The luck of the Irish

When the UK and Irish governments introduced their respective bills governing e-commerce, they got very different receptions. Bal Khela finds that unless the UK bill is amended, the industry could lose a raft of business to Ireland

Buying and selling over the internet has led to a dotcom revolution that has made e-commerce one of the fastest growing industries in the New World economy. And the UK and Ireland are just two of the players battling for a share of the market.

But while Ireland's Electronic Commerce Bill is receiving widespread support from industry, the UK Government seems to have scored an own goal with its Regulation of Investigatory Powers (RIP) Bill.

The UK and Ireland are in the process of implementing their respective bills to govern contractual relationships formed over the internet. The UK bill was supposed to create a regulatory framework to allow e-commerce to thrive, but it is doing the opposite. It has been condemned as unworkable by industry, the Alliance for Electronic Business (whose membership consists of 250 top high-tech companies including Motorola, IBM, British Telecom, Ericsson and Orange), the Confederation of British Industry, legal practitioners and human rights organisations.

Founding member of the Alliance for Electronic Business in the UK, Tom Wills-Sandford says: “The bill threatens the Government's objective to make the UK the best place to conduct e-commerce business.”

But the UK's loss is most definitely Ireland's gain. There are many industry leaders threatening to leave the UK if the bill is implemented in its current form and Ireland could be one of the main beneficiaries, if the Government fails to remedy its flawed bill.

William Fry is one of the main players in the Irish e-commerce market, with clients such as Esat Telecom – Esat is now part of BT after it acquired the company for £1.9m – Baltimore, Horizon and Iona.
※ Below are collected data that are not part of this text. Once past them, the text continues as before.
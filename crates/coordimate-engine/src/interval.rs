//! Recurring weekly time intervals and the schedules built from them.
//!
//! A [`TimeInterval`] is expressed the way collaborators store it: a weekday
//! (`0` = Monday), a fractional start hour and a fractional length in hours.
//! All arithmetic happens on the linear week-minute axis (`0..10080`) in whole
//! minutes, so merged results are exact and repeatable.
//!
//! Busy and meeting intervals are separate variants of [`Slot`]. Only the
//! busy variant ever reaches the merge sweep in [`crate::aggregation`].

use serde::{Deserialize, Serialize};

use crate::error::{EngineError, Result};

/// Minutes in one day.
pub const MINUTES_PER_DAY: i64 = 24 * 60;

/// Minutes in one week; the length of the linear week axis.
pub const MINUTES_PER_WEEK: i64 = 7 * MINUTES_PER_DAY;

/// No interval may reach past this hour of its start day.
pub const MAX_END_HOUR: f64 = 48.0;

/// Number of days in the recurring week.
pub const DAYS_PER_WEEK: u8 = 7;

// ── TimeInterval ────────────────────────────────────────────────────────────

/// A recurring weekly time range.
#[derive(Debug, Clone, Copy, PartialEq, Serialize, Deserialize)]
pub struct TimeInterval {
    /// Day of week, `0` = Monday through `6` = Sunday.
    pub day: u8,
    /// Fractional hour of day the interval starts at (`8.5` = 08:30).
    pub start: f64,
    /// Fractional length in hours. May run past midnight into the next day.
    pub length: f64,
}

impl TimeInterval {
    pub fn new(day: u8, start: f64, length: f64) -> Self {
        Self { day, start, length }
    }

    /// Build an interval from whole minutes relative to the start of `day`.
    pub(crate) fn from_minutes(day: i64, start_minute: i64, length_minutes: i64) -> Self {
        Self {
            day: day as u8,
            start: start_minute as f64 / 60.0,
            length: length_minutes as f64 / 60.0,
        }
    }

    /// Fractional hour at which the interval ends, relative to its start day.
    pub fn end(&self) -> f64 {
        self.start + self.length
    }

    /// Check the interval against the model's bounds.
    ///
    /// # Errors
    ///
    /// Returns [`EngineError::InvalidInterval`] when the day is outside `0..=6`,
    /// the start is outside `[0, 24)`, the length is not positive (or rounds
    /// to zero minutes), or the interval reaches past hour 48 of its start day.
    pub fn validate(&self) -> Result<()> {
        if self.day >= DAYS_PER_WEEK {
            return Err(EngineError::InvalidInterval(format!(
                "day {} is outside 0..=6",
                self.day
            )));
        }
        if !self.start.is_finite() || !(0.0..24.0).contains(&self.start) {
            return Err(EngineError::InvalidInterval(format!(
                "start hour {} is outside [0, 24)",
                self.start
            )));
        }
        if !self.length.is_finite() || self.length <= 0.0 {
            return Err(EngineError::InvalidInterval(format!(
                "length {} must be positive",
                self.length
            )));
        }
        if hours_to_minutes(self.length) == 0 {
            return Err(EngineError::InvalidInterval(format!(
                "length {} is shorter than one minute",
                self.length
            )));
        }
        if self.end() > MAX_END_HOUR {
            return Err(EngineError::InvalidInterval(format!(
                "interval starting at hour {} with length {} ends past hour {}",
                self.start, self.length, MAX_END_HOUR
            )));
        }
        Ok(())
    }

    /// The interval's `[start, end)` range on the week axis, in minutes.
    ///
    /// `end` may exceed [`MINUTES_PER_WEEK`] for a Sunday interval that runs
    /// into the following Monday.
    pub(crate) fn week_range(&self) -> WeekRange {
        let start = i64::from(self.day) * MINUTES_PER_DAY + hours_to_minutes(self.start);
        WeekRange {
            start,
            end: start + hours_to_minutes(self.length),
        }
    }
}

/// Round fractional hours to the nearest whole minute.
pub(crate) fn hours_to_minutes(hours: f64) -> i64 {
    (hours * 60.0).round() as i64
}

// ── WeekRange ───────────────────────────────────────────────────────────────

/// A half-open `[start, end)` range on the linear week-minute axis.
#[derive(Debug, Clone, Copy, PartialEq, Eq, PartialOrd, Ord)]
pub(crate) struct WeekRange {
    pub start: i64,
    pub end: i64,
}

impl WeekRange {
    /// Fold a range that runs past the end of the week back onto its start.
    ///
    /// Yields one range, or two when the range straddles the Sunday/Monday
    /// seam.
    pub fn wrapped(self) -> impl Iterator<Item = WeekRange> {
        let (head, tail) = if self.end > MINUTES_PER_WEEK {
            (
                WeekRange {
                    start: self.start,
                    end: MINUTES_PER_WEEK,
                },
                Some(WeekRange {
                    start: 0,
                    end: self.end - MINUTES_PER_WEEK,
                }),
            )
        } else {
            (self, None)
        };
        std::iter::once(head).chain(tail)
    }

    /// Cut the range at every midnight it crosses.
    ///
    /// Assumes the range has already been wrapped into the week.
    pub fn split_by_day(self) -> Vec<TimeInterval> {
        let mut pieces = Vec::new();
        let mut cursor = self.start;
        while cursor < self.end {
            let day = cursor / MINUTES_PER_DAY;
            let day_start = day * MINUTES_PER_DAY;
            let piece_end = self.end.min(day_start + MINUTES_PER_DAY);
            pieces.push(TimeInterval::from_minutes(
                day,
                cursor - day_start,
                piece_end - cursor,
            ));
            cursor = piece_end;
        }
        pieces
    }
}

// ── Slot ────────────────────────────────────────────────────────────────────

/// One entry of a schedule.
#[derive(Debug, Clone, Copy, PartialEq, Serialize, Deserialize)]
#[serde(tag = "kind", rename_all = "snake_case")]
pub enum Slot {
    /// Recurring unavailability, merged during aggregation.
    Busy(TimeInterval),
    /// An already scheduled meeting, carried through aggregation untouched.
    Meeting(TimeInterval),
}

impl Slot {
    pub fn busy(day: u8, start: f64, length: f64) -> Self {
        Slot::Busy(TimeInterval::new(day, start, length))
    }

    pub fn meeting(day: u8, start: f64, length: f64) -> Self {
        Slot::Meeting(TimeInterval::new(day, start, length))
    }

    pub fn interval(&self) -> &TimeInterval {
        match self {
            Slot::Busy(interval) | Slot::Meeting(interval) => interval,
        }
    }

    pub fn is_meeting(&self) -> bool {
        matches!(self, Slot::Meeting(_))
    }
}

// ── Schedule ────────────────────────────────────────────────────────────────

/// The busy and meeting slots of one user or one group.
///
/// Order carries no meaning. A schedule is an immutable value; use
/// [`Schedule::with_slot`] to derive an extended copy.
#[derive(Debug, Clone, Default, PartialEq, Serialize, Deserialize)]
#[serde(transparent)]
pub struct Schedule {
    slots: Vec<Slot>,
}

impl Schedule {
    pub fn new() -> Self {
        Self::default()
    }

    pub fn from_slots(slots: Vec<Slot>) -> Self {
        Self { slots }
    }

    /// A copy of this schedule with `slot` added.
    pub fn with_slot(&self, slot: Slot) -> Self {
        let mut slots = self.slots.clone();
        slots.push(slot);
        Self { slots }
    }

    pub fn slots(&self) -> &[Slot] {
        &self.slots
    }

    pub fn len(&self) -> usize {
        self.slots.len()
    }

    pub fn is_empty(&self) -> bool {
        self.slots.is_empty()
    }

    /// Intervals of the busy slots, in schedule order.
    pub fn busy(&self) -> impl Iterator<Item = &TimeInterval> + '_ {
        self.slots.iter().filter_map(|slot| match slot {
            Slot::Busy(interval) => Some(interval),
            Slot::Meeting(_) => None,
        })
    }

    /// Intervals of the meeting slots, in schedule order.
    pub fn meetings(&self) -> impl Iterator<Item = &TimeInterval> + '_ {
        self.slots.iter().filter_map(|slot| match slot {
            Slot::Meeting(interval) => Some(interval),
            Slot::Busy(_) => None,
        })
    }

    /// Validate every slot, stopping at the first invalid one.
    pub fn validate(&self) -> Result<()> {
        self.slots.iter().try_for_each(|slot| slot.interval().validate())
    }
}

impl FromIterator<Slot> for Schedule {
    fn from_iter<I: IntoIterator<Item = Slot>>(iter: I) -> Self {
        Self {
            slots: iter.into_iter().collect(),
        }
    }
}

// ── GroupSchedule ───────────────────────────────────────────────────────────

/// A slot of a computed group schedule together with its display identifier.
#[derive(Debug, Clone, PartialEq, Serialize, Deserialize)]
pub struct ScheduledSlot {
    /// Opaque identifier, unique within one computed schedule only.
    pub id: String,
    pub slot: Slot,
}

/// The canonical schedule of a group.
///
/// Busy slots come first, ordered along the week and maximally merged;
/// meeting slots follow in the order their members contributed them.
#[derive(Debug, Clone, Default, PartialEq, Serialize, Deserialize)]
#[serde(transparent)]
pub struct GroupSchedule {
    slots: Vec<ScheduledSlot>,
}

impl GroupSchedule {
    /// Assemble a group schedule and number its slots.
    pub(crate) fn from_parts(busy: Vec<TimeInterval>, meetings: Vec<TimeInterval>) -> Self {
        let slots = busy
            .into_iter()
            .map(Slot::Busy)
            .chain(meetings.into_iter().map(Slot::Meeting))
            .enumerate()
            .map(|(i, slot)| ScheduledSlot {
                id: i.to_string(),
                slot,
            })
            .collect();
        Self { slots }
    }

    pub fn slots(&self) -> &[ScheduledSlot] {
        &self.slots
    }

    pub fn len(&self) -> usize {
        self.slots.len()
    }

    pub fn is_empty(&self) -> bool {
        self.slots.is_empty()
    }

    pub fn busy(&self) -> impl Iterator<Item = &TimeInterval> + '_ {
        self.slots.iter().filter_map(|s| match &s.slot {
            Slot::Busy(interval) => Some(interval),
            Slot::Meeting(_) => None,
        })
    }

    pub fn meetings(&self) -> impl Iterator<Item = &TimeInterval> + '_ {
        self.slots.iter().filter_map(|s| match &s.slot {
            Slot::Meeting(interval) => Some(interval),
            Slot::Busy(_) => None,
        })
    }

    /// Find a slot by its display identifier.
    pub fn get(&self, id: &str) -> Option<&Slot> {
        self.slots.iter().find(|s| s.id == id).map(|s| &s.slot)
    }

    /// Drop the identifiers, e.g. to feed the result back in as a member.
    pub fn into_schedule(self) -> Schedule {
        self.slots.into_iter().map(|s| s.slot).collect()
    }

    /// Free time of the whole group: the week minus every busy and meeting
    /// slot, cut at midnights.
    pub fn free(&self) -> Vec<TimeInterval> {
        let mut occupied: Vec<WeekRange> = self
            .slots
            .iter()
            .flat_map(|s| s.slot.interval().week_range().wrapped())
            .collect();
        occupied.sort();

        let mut free = Vec::new();
        let mut cursor = 0;
        for range in occupied {
            if range.start > cursor {
                free.push(WeekRange {
                    start: cursor,
                    end: range.start,
                });
            }
            cursor = cursor.max(range.end);
        }
        if cursor < MINUTES_PER_WEEK {
            free.push(WeekRange {
                start: cursor,
                end: MINUTES_PER_WEEK,
            });
        }
        free.into_iter().flat_map(WeekRange::split_by_day).collect()
    }
}

// ── Tests ───────────────────────────────────────────────────────────────────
Associate John Gaffney says: “All the indications are that the RIP bill will attract UK companies to Ireland's e-commerce hub.”

The main reason is Ireland's Electronic Commerce Bill, which has received an all-embracing welcome because, according to a number of legal practitioners, it strikes the right balance between law enforcement and commercial interest.

Looking at the problems with the UK's RIP bill it is easy to see that it could cause a great deal of damage should it be implemented in its current form.

A study by the London School of Economics on behalf of The British Chambers of Commerce claims that around 20 to 30 per cent of the UK's e-commerce will move abroad because of business fears over the effect of the Government's bill.

E-consultant The Smith Group predicts that compliance with the bill could cost medium to large internet service providers (ISPs) anywhere from £23,200-£236,000 each, every year. The annual figure for small ISPs is somewhere between £9,400 and £11,800.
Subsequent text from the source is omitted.